THE RECORDS section start

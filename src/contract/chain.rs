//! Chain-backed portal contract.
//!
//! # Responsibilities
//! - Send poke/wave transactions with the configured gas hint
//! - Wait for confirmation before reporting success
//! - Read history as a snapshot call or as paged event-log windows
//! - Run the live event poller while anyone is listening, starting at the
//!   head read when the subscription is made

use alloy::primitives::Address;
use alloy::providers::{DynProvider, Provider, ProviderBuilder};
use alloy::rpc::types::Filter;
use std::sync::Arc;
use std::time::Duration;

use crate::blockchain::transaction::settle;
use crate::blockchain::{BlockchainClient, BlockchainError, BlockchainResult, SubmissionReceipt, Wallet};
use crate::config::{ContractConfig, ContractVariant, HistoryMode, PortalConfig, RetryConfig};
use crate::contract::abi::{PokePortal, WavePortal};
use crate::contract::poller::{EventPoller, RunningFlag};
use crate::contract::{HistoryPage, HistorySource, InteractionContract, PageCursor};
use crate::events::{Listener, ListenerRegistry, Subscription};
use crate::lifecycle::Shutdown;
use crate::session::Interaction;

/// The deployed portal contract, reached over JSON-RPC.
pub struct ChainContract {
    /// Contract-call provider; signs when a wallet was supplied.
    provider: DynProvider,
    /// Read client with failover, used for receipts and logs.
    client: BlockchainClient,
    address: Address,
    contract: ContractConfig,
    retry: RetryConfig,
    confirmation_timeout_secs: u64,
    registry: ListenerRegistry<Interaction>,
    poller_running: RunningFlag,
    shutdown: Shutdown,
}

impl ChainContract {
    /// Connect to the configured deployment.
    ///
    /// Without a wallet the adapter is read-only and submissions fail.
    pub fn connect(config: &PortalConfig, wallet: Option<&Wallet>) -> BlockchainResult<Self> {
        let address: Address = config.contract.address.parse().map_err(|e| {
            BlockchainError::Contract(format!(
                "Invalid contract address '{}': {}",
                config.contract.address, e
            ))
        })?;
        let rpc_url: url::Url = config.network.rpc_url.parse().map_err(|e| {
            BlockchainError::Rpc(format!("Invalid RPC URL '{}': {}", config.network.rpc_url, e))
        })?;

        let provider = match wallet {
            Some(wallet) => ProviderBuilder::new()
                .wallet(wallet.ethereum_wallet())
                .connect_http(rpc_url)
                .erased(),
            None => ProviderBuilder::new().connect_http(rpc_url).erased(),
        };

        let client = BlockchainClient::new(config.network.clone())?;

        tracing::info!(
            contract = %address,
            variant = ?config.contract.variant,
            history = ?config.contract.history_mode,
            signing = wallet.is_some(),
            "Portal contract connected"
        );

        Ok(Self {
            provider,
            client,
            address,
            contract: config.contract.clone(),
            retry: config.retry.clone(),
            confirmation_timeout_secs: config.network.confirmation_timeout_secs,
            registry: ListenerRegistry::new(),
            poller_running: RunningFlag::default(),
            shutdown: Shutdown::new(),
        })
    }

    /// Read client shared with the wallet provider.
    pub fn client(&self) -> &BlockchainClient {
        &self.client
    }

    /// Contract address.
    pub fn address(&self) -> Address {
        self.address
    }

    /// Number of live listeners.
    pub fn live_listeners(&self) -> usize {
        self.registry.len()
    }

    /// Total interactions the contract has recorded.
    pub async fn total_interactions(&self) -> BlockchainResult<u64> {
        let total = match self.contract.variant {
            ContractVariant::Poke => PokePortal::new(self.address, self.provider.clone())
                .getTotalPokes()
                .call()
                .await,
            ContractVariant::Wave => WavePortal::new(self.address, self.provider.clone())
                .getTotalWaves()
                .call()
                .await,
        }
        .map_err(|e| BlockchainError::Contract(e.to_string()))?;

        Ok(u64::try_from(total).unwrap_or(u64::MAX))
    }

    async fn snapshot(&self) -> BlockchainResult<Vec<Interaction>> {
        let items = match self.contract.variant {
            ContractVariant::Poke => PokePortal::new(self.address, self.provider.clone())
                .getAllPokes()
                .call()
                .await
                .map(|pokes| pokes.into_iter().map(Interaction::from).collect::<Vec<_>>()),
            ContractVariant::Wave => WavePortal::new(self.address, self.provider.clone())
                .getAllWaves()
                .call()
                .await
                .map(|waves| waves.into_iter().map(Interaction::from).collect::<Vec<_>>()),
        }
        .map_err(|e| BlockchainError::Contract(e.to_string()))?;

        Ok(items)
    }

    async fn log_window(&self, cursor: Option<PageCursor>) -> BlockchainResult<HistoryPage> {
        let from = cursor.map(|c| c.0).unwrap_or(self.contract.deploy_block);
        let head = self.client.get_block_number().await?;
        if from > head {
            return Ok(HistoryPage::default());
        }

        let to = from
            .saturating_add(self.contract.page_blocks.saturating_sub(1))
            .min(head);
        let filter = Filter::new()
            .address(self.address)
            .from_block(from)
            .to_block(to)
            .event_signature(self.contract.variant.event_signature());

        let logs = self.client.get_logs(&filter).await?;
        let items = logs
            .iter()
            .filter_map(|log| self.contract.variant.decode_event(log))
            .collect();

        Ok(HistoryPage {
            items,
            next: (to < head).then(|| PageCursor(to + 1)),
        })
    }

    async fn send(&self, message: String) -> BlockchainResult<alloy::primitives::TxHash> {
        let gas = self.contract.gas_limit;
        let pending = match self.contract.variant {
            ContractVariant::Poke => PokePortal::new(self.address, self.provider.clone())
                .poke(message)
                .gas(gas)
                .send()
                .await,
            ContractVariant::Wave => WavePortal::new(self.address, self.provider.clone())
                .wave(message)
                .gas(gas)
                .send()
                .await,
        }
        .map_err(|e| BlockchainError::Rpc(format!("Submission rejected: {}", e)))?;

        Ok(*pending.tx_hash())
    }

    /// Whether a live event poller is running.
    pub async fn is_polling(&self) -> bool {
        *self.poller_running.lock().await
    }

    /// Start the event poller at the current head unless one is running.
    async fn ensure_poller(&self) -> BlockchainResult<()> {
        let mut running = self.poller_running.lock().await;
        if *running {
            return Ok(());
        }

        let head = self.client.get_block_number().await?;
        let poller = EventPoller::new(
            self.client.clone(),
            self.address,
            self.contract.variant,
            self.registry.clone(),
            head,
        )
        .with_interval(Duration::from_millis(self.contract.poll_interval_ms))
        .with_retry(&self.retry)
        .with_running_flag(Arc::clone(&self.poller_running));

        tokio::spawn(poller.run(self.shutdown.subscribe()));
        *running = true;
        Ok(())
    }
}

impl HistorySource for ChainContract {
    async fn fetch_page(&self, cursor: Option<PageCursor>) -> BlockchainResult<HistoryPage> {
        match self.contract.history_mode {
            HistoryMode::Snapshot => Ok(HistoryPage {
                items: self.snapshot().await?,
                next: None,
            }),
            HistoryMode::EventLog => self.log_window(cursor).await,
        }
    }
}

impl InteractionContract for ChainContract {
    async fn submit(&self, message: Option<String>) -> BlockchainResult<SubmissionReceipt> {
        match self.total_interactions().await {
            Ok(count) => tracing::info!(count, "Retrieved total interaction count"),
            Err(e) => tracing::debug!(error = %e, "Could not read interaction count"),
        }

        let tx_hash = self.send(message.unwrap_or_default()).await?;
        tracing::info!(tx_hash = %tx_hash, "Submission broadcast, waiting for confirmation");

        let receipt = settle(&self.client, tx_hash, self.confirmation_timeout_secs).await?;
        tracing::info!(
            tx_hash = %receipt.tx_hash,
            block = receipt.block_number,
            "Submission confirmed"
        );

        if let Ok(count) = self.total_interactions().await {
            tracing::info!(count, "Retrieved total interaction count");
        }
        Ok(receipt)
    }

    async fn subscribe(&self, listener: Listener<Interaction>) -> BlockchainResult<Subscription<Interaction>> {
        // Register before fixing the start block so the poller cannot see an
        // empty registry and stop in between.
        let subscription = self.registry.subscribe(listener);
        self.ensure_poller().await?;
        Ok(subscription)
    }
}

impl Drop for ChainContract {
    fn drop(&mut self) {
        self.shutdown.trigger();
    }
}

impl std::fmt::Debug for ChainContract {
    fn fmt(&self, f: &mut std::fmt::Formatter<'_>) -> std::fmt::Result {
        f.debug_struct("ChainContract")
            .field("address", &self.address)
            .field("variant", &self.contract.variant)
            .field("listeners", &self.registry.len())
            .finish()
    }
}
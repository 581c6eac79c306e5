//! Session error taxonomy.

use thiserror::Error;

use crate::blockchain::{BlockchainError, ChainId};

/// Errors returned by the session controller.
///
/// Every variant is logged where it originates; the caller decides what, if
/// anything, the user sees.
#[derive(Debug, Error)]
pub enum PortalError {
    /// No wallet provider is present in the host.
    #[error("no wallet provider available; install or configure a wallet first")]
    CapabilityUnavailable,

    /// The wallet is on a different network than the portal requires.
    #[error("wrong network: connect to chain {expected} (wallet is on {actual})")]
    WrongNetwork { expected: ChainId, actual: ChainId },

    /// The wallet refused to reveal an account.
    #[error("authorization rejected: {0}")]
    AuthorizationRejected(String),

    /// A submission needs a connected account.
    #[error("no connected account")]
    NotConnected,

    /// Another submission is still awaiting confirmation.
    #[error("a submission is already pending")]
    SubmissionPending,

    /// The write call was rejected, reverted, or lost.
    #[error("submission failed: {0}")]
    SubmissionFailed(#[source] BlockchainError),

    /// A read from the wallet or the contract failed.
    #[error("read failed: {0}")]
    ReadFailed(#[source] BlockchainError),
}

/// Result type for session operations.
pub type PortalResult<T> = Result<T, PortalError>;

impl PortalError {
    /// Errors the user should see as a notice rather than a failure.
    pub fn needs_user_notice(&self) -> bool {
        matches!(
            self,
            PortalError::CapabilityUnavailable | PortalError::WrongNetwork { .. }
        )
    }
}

THE RECORDS section end

Your output should be the listing's lines, exact and complete, from its first line to the line that contains "use crate::blockchain::transaction::settle;", inclusive.

→ OUTPUT FOR THIS TASK:
filename src/contract/chain.rs
//! Chain-backed portal contract.
//!
//! # Responsibilities
//! - Send poke/wave transactions with the configured gas hint
//! - Wait for confirmation before reporting success
//! - Read history as a snapshot call or as paged event-log windows
//! - Run the live event poller while anyone is listening, starting at the
//!   head read when the subscription is made

use alloy::primitives::Address;
use alloy::providers::{DynProvider, Provider, ProviderBuilder};
use alloy::rpc::types::Filter;
use std::sync::Arc;
use std::time::Duration;

use crate::blockchain::transaction::settle;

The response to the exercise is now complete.